> Data for this task
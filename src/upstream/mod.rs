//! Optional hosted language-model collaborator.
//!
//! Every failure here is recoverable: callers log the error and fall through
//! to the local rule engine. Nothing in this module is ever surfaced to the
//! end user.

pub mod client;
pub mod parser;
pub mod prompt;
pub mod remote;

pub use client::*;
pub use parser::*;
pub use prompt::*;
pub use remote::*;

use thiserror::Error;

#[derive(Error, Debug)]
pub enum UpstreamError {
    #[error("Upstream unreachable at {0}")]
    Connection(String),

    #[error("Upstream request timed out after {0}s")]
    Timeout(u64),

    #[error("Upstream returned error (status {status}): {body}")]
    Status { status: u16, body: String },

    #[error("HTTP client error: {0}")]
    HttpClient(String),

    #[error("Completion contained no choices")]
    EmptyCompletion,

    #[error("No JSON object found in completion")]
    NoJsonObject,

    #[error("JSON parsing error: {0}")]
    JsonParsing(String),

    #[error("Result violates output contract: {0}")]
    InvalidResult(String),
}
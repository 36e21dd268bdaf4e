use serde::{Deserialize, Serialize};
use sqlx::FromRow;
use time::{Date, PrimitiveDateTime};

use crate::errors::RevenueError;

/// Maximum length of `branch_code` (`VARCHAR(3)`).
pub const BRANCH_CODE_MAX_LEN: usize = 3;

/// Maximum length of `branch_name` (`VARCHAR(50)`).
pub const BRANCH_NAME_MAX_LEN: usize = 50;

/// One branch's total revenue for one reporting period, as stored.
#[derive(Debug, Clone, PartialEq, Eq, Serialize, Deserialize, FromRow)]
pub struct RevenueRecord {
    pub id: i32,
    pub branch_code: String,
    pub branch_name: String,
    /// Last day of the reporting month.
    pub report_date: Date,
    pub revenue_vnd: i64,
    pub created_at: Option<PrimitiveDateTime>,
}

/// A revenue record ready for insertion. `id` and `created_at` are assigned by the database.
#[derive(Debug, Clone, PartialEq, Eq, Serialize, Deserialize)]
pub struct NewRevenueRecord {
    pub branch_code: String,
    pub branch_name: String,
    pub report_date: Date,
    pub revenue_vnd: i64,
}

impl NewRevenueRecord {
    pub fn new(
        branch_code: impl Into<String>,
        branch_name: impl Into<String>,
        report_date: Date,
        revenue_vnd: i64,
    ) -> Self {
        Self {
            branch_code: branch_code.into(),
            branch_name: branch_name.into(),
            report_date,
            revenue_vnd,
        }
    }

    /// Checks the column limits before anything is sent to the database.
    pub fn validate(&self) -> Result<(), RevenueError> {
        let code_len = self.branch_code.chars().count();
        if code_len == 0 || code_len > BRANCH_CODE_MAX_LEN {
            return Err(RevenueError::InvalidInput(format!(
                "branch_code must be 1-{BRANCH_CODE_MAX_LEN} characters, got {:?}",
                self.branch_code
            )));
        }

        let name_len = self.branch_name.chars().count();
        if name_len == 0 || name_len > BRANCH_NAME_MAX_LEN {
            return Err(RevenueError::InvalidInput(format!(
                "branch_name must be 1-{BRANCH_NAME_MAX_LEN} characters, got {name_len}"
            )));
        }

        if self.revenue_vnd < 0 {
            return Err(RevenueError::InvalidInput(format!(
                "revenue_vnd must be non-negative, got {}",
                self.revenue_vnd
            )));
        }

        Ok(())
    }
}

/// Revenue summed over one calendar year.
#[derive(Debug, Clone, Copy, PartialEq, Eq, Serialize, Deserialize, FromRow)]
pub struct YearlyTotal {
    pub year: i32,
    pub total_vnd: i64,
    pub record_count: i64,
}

> Exercise goal
The records above are to be given again in full, word for word.

> Your solution
filename src/upstream/mod.rs
//! Optional hosted language-model collaborator.
//!
//! Every failure here is recoverable: callers log the error and fall through
//! to the local rule engine. Nothing in this module is ever surfaced to the
//! end user.

pub mod client;
pub mod parser;
pub mod prompt;
pub mod remote;

pub use client::*;
pub use parser::*;
pub use prompt::*;
pub use remote::*;

use thiserror::Error;

#[derive(Error, Debug)]
pub enum UpstreamError {
    #[error("Upstream unreachable at {0}")]
    Connection(String),

    #[error("Upstream request timed out after {0}s")]
    Timeout(u64),

    #[error("Upstream returned error (status {status}): {body}")]
    Status { status: u16, body: String },

    #[error("HTTP client error: {0}")]
    HttpClient(String),

    #[error("Completion contained no choices")]
    EmptyCompletion,

    #[error("No JSON object found in completion")]
    NoJsonObject,

    #[error("JSON parsing error: {0}")]
    JsonParsing(String),

    #[error("Result violates output contract: {0}")]
    InvalidResult(String),
}
repository 36e21dd268bdaf4e
use serde::{Deserialize, Serialize};
use sqlx::FromRow;
use time::{Date, PrimitiveDateTime};

use crate::errors::RevenueError;

/// Maximum length of `branch_code` (`VARCHAR(3)`).
pub const BRANCH_CODE_MAX_LEN: usize = 3;

/// Maximum length of `branch_name` (`VARCHAR(50)`).
pub const BRANCH_NAME_MAX_LEN: usize = 50;

/// One branch's total revenue for one reporting period, as stored.
#[derive(Debug, Clone, PartialEq, Eq, Serialize, Deserialize, FromRow)]
pub struct RevenueRecord {
    pub id: i32,
    pub branch_code: String,
    pub branch_name: String,
    /// Last day of the reporting month.
    pub report_date: Date,
    pub revenue_vnd: i64,
    pub created_at: Option<PrimitiveDateTime>,
}

/// A revenue record ready for insertion. `id` and `created_at` are assigned by the database.
#[derive(Debug, Clone, PartialEq, Eq, Serialize, Deserialize)]
pub struct NewRevenueRecord {
    pub branch_code: String,
    pub branch_name: String,
    pub report_date: Date,
    pub revenue_vnd: i64,
}

impl NewRevenueRecord {
    pub fn new(
        branch_code: impl Into<String>,
        branch_name: impl Into<String>,
        report_date: Date,
        revenue_vnd: i64,
    ) -> Self {
        Self {
            branch_code: branch_code.into(),
            branch_name: branch_name.into(),
            report_date,
            revenue_vnd,
        }
    }

    /// Checks the column limits before anything is sent to the database.
    pub fn validate(&self) -> Result<(), RevenueError> {
        let code_len = self.branch_code.chars().count();
        if code_len == 0 || code_len > BRANCH_CODE_MAX_LEN {
            return Err(RevenueError::InvalidInput(format!(
                "branch_code must be 1-{BRANCH_CODE_MAX_LEN} characters, got {:?}",
                self.branch_code
            )));
        }

        let name_len = self.branch_name.chars().count();
        if name_len == 0 || name_len > BRANCH_NAME_MAX_LEN {
            return Err(RevenueError::InvalidInput(format!(
                "branch_name must be 1-{BRANCH_NAME_MAX_LEN} characters, got {name_len}"
            )));
        }

        if self.revenue_vnd < 0 {
            return Err(RevenueError::InvalidInput(format!(
                "revenue_vnd must be non-negative, got {}",
                self.revenue_vnd
            )));
        }

        Ok(())
    }
}

/// Revenue summed over one calendar year.
#[derive(Debug, Clone, Copy, PartialEq, Eq, Serialize, Deserialize, FromRow)]
pub struct YearlyTotal {
    pub year: i32,
    pub total_vnd: i64,
    pub record_count: i64,
}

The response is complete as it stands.